> **Task inputs**:
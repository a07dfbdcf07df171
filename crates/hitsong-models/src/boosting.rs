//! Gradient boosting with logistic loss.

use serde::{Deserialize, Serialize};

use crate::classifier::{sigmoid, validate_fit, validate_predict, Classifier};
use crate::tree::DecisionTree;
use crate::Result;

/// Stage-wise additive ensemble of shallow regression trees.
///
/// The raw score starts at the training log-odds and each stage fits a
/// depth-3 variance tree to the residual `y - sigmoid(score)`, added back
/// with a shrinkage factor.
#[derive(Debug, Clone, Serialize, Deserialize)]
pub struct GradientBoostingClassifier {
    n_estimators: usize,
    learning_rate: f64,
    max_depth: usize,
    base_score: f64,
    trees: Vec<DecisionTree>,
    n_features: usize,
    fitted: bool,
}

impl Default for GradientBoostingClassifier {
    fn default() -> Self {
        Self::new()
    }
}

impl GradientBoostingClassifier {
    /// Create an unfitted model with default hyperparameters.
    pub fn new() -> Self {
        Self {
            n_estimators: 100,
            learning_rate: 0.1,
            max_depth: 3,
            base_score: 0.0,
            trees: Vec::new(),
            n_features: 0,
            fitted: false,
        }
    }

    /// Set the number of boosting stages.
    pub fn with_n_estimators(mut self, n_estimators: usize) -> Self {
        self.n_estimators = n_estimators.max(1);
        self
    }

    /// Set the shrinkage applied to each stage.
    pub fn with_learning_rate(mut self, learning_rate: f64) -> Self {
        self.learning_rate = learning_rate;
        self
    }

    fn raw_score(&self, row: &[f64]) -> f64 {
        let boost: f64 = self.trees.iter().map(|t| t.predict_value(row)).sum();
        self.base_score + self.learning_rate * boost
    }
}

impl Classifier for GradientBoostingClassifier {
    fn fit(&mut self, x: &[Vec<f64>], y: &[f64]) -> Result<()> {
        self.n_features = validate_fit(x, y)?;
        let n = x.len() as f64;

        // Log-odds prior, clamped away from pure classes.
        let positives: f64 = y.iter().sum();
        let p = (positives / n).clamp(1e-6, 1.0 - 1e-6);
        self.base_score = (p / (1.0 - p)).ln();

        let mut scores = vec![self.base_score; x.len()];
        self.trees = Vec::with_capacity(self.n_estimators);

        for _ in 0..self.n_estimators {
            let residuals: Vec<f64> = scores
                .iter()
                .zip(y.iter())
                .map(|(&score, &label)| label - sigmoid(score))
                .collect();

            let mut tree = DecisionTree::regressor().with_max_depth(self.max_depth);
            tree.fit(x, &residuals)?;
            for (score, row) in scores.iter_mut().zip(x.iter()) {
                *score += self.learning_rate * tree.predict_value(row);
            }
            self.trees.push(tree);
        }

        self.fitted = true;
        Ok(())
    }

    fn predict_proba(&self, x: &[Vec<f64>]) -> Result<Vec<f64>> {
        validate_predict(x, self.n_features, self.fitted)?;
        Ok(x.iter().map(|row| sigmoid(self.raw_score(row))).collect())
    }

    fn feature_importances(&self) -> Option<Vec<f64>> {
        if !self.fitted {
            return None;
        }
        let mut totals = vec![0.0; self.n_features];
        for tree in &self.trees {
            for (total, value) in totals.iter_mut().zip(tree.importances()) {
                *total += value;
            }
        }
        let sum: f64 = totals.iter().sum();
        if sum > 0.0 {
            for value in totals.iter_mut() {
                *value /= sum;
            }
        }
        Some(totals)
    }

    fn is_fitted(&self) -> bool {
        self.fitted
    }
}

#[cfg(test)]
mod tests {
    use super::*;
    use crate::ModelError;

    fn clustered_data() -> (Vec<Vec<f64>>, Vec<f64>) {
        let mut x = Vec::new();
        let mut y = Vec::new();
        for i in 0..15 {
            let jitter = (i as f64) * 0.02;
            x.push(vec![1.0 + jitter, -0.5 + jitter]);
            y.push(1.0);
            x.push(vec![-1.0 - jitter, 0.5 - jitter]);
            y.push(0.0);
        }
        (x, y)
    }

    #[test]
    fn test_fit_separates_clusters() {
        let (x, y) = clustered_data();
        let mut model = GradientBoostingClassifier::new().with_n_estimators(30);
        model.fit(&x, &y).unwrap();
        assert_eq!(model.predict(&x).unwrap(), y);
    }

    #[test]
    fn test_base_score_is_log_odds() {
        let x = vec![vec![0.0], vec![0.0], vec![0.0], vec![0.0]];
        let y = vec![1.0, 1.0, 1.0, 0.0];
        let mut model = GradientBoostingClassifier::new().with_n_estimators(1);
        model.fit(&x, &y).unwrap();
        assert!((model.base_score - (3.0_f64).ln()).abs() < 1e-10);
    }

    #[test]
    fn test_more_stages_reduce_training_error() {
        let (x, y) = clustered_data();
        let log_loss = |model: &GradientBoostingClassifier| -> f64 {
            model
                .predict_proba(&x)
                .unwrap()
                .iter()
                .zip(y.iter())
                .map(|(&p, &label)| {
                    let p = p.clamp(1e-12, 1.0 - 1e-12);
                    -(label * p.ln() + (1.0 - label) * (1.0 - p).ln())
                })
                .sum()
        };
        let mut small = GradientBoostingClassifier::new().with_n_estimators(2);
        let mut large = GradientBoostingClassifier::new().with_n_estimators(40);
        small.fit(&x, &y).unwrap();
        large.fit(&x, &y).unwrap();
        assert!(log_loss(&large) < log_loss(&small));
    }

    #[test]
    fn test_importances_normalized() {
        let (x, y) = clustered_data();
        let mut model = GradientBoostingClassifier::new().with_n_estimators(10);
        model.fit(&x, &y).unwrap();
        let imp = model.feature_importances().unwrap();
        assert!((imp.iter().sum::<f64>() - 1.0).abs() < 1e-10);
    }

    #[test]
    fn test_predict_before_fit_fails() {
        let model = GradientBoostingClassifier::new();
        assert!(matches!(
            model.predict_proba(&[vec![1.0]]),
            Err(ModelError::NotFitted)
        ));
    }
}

> **What you have to do**:
Nothing beyond the line containing "of boosting stages." is to be output; the lines above, from the first one onward to that line, are to be transcribed exactly.

> **Answer to this problem**:
repository a07dfbdcf07df171
filename crates/hitsong-models/src/boosting.rs
//! Gradient boosting with logistic loss.

use serde::{Deserialize, Serialize};

use crate::classifier::{sigmoid, validate_fit, validate_predict, Classifier};
use crate::tree::DecisionTree;
use crate::Result;

/// Stage-wise additive ensemble of shallow regression trees.
///
/// The raw score starts at the training log-odds and each stage fits a
/// depth-3 variance tree to the residual `y - sigmoid(score)`, added back
/// with a shrinkage factor.
#[derive(Debug, Clone, Serialize, Deserialize)]
pub struct GradientBoostingClassifier {
    n_estimators: usize,
    learning_rate: f64,
    max_depth: usize,
    base_score: f64,
    trees: Vec<DecisionTree>,
    n_features: usize,
    fitted: bool,
}

impl Default for GradientBoostingClassifier {
    fn default() -> Self {
        Self::new()
    }
}

impl GradientBoostingClassifier {
    /// Create an unfitted model with default hyperparameters.
    pub fn new() -> Self {
        Self {
            n_estimators: 100,
            learning_rate: 0.1,
            max_depth: 3,
            base_score: 0.0,
            trees: Vec::new(),
            n_features: 0,
            fitted: false,
        }
    }

    /// Set the number of boosting stages.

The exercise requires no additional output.